### DATASET RECORDS
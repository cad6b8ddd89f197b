use image::DynamicImage;
use std::sync::Arc;
use std::time::Instant;

use super::archive::{Archive, Kind};
use super::bookmarks::{Bookmark, Bookmarks};
use super::cache::{KeepReason, PageCache};
use super::config::Config;
use super::error::{Error, Result};
use super::jumpmarks::{CycleDirection, Jumpmarks};

/// What the reader currently shows.
pub struct Spread {
    pub left: Arc<DynamicImage>,
    pub right: Option<Arc<DynamicImage>>,
}

/// Everything that belongs to the archive being read: the archive itself, its
/// page cache, the reading position and the jumpmarks placed in it.
pub struct Session {
    pub config: Config,
    cache: Arc<PageCache>,
    archive: Option<Archive>,
    /// Path or URL the archive was opened from.
    path: Option<String>,
    position: usize,
    jumpmarks: Jumpmarks,
    bookmarks: Bookmarks,
}

impl Session {
    pub fn new(config: Config) -> Self {
        Session {
            config,
            cache: PageCache::shared(),
            archive: None,
            path: None,
            position: 0,
            jumpmarks: Jumpmarks::default(),
            bookmarks: Bookmarks::default(),
        }
    }

    pub fn with_bookmarks(mut self, bookmarks: Bookmarks) -> Self {
        self.bookmarks = bookmarks;
        self
    }

    pub fn bookmarks(&self) -> &Bookmarks {
        &self.bookmarks
    }

    pub fn path(&self) -> Option<&str> {
        self.path.as_deref()
    }

    pub fn cache(&self) -> &Arc<PageCache> {
        &self.cache
    }

    pub fn archive(&self) -> Option<&Archive> {
        self.archive.as_ref()
    }

    pub fn is_open(&self) -> bool {
        self.archive.is_some()
    }

    pub fn position(&self) -> usize {
        self.position
    }

    pub fn jumpmarks(&self) -> &Jumpmarks {
        &self.jumpmarks
    }

    /// Replaces the current archive with the one at `target` and shows its
    /// first page, or the remembered reading position if there is one.
    pub async fn open(&mut self, target: &str) -> Result<Spread> {
        self.close();

        let target = target.trim();
        let archive = Archive::open(target, self.cache.clone(), &self.config).await?;
        let kind = archive.kind();
        if kind == Kind::Remote {
            log::info!("Reading {} (length unknown)", archive.archive_name());
        }
        self.archive = Some(archive);
        self.path = Some(target.to_string());

        let saved = if self.remembers_position(kind) {
            self.bookmarks.reading_position(target).filter(|&page| page > 0)
        } else {
            None
        };
        if let Some(page) = saved {
            match self.set_page(page).await {
                Ok(spread) => return Ok(spread),
                Err(e) => log::warn!("Couldn't restore reading position {}: {}", page + 1, e),
            }
        }
        self.set_page(0).await
    }

    pub fn close(&mut self) {
        let Some(archive) = self.archive.take() else {
            return;
        };
        let path = self.path.take();
        if let Some(path) = path.filter(|_| self.remembers_position(archive.kind())) {
            self.bookmarks.set_reading_position(&path, self.position);
        }
        let name = archive.archive_name().to_string();
        if let Err(e) = archive.close() {
            log::warn!("Error closing {}: {}", name, e);
        }
        self.cache.reset();
        self.jumpmarks.clear();
        self.position = 0;
    }

    /// Shows page `n`, plus `n + 1` in double page mode when it exists.
    pub async fn set_page(&mut self, n: usize) -> Result<Spread> {
        let spread = self.load_spread(n).await?;
        self.position = n;
        self.jumpmarks.end_cycle();
        Ok(spread)
    }

    pub async fn next_page(&mut self) -> Result<Option<Spread>> {
        let step = if self.config.double_page { 2 } else { 1 };
        let n = self.position + step;
        let archive = self.archive.as_ref().ok_or(Error::Closed)?;
        if archive.len().is_some_and(|len| n >= len) {
            return Ok(None);
        }
        self.set_page(n).await.map(Some)
    }

    pub async fn prev_page(&mut self) -> Result<Option<Spread>> {
        if self.position == 0 {
            return Ok(None);
        }
        let step = if self.config.double_page { 2 } else { 1 };
        self.set_page(self.position.saturating_sub(step)).await.map(Some)
    }

    /// Jumps to the last page. `None` when the archive length is unknown.
    pub async fn last_page(&mut self) -> Result<Option<Spread>> {
        let archive = self.archive.as_ref().ok_or(Error::Closed)?;
        match archive.len() {
            Some(len) if len > 0 => self.set_page(len - 1).await.map(Some),
            _ => Ok(None),
        }
    }

    /// Marks or unmarks the current page. Marked pages stay cached until
    /// unmarked.
    pub fn toggle_jumpmark(&mut self) -> bool {
        let marked = self.jumpmarks.toggle(self.position);
        if marked {
            self.cache.keep(self.position, KeepReason::JUMPMARK);
        } else {
            self.cache.dont_keep(self.position, KeepReason::JUMPMARK);
        }
        marked
    }

    pub async fn cycle_jumpmarks(&mut self, direction: CycleDirection) -> Result<Option<Spread>> {
        let Some(page) = self.jumpmarks.cycle(direction, self.position) else {
            return Ok(None);
        };
        let spread = self.load_spread(page).await?;
        self.position = page;
        Ok(Some(spread))
    }

    pub async fn return_from_cycling(&mut self) -> Result<Option<Spread>> {
        match self.jumpmarks.return_page() {
            Some(page) => self.set_page(page).await.map(Some),
            None => Ok(None),
        }
    }

    /// Bookmarks the current page, replacing an older bookmark of the same
    /// archive.
    pub fn add_bookmark(&mut self) -> Result<Bookmark> {
        let archive = self.archive.as_ref().ok_or(Error::Closed)?;
        let path = self.path.as_deref().ok_or(Error::Closed)?;
        let bookmark = self.bookmarks.add(path, self.position + 1, archive.len());
        Ok(bookmark.clone())
    }

    pub fn remove_bookmark(&mut self, index: usize) -> Option<Bookmark> {
        self.bookmarks.remove(index)
    }

    /// Goes to the bookmarked page, opening its archive first unless it is
    /// the one being read.
    pub async fn open_bookmark(&mut self, index: usize) -> Result<Spread> {
        let bookmark = self
            .bookmarks
            .get(index)
            .cloned()
            .ok_or(Error::OutOfBounds {
                index,
                len: self.bookmarks.len(),
            })?;
        if self.path.as_deref() != Some(bookmark.path.as_str()) {
            self.open(&bookmark.path).await?;
        }
        self.set_page(bookmark.page.saturating_sub(1)).await
    }

    fn remembers_position(&self, kind: Kind) -> bool {
        match kind {
            Kind::Remote => self.config.remember_position_http,
            _ => self.config.remember_position,
        }
    }

    /// Periodic eviction. Preloaded pages that are both old and away from the
    /// reading position lose their preload reason, then everything nobody
    /// keeps is dropped. Returns the number of pages freed.
    pub fn trim_cache(&self, now: Instant) -> usize {
        if self.archive.is_none() {
            return 0;
        }

        let n_preload = self.config.n_preload;
        let near_start = self.position.saturating_sub(n_preload);
        let near_end = self.position.saturating_add(n_preload);
        let keep_at_least = self.config.preload_keep_at_least();

        let released = self.cache.dont_keep_stale(
            KeepReason::PRELOAD,
            now,
            keep_at_least,
            near_start..=near_end,
        );
        log::debug!("Released {} stale preloaded pages", released);

        let removed = self.cache.trim();

        let remaining: Vec<String> = self
            .cache
            .cached_indices()
            .iter()
            .map(|i| (i + 1).to_string())
            .collect();
        let remaining = if remaining.is_empty() {
            "-".to_string()
        } else {
            remaining.join(", ")
        };
        log::info!("Trimmed page cache. Remaining pages: {}", remaining);

        removed
    }

    async fn load_spread(&self, n: usize) -> Result<Spread> {
        let archive = self.archive.as_ref().ok_or(Error::Closed)?;
        let autorotate = self.config.embedded_orientation;
        let n_preload = self.config.n_preload;

        let left = archive.load(n, autorotate, n_preload).await?;
        let right = if self.config.double_page && archive.len().is_none_or(|len| len > n + 1) {
            Some(archive.load(n + 1, autorotate, n_preload).await?)
        } else {
            None
        };
        Ok(Spread { left, right })
    }
}

impl Drop for Session {
    fn drop(&mut self) {
        self.close();
    }
}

### TASK OBJECTIVE
All lines holding the word "removed" must be copied from the data.

### OUTPUT BELOW
        let removed = self.cache.trim();
        removed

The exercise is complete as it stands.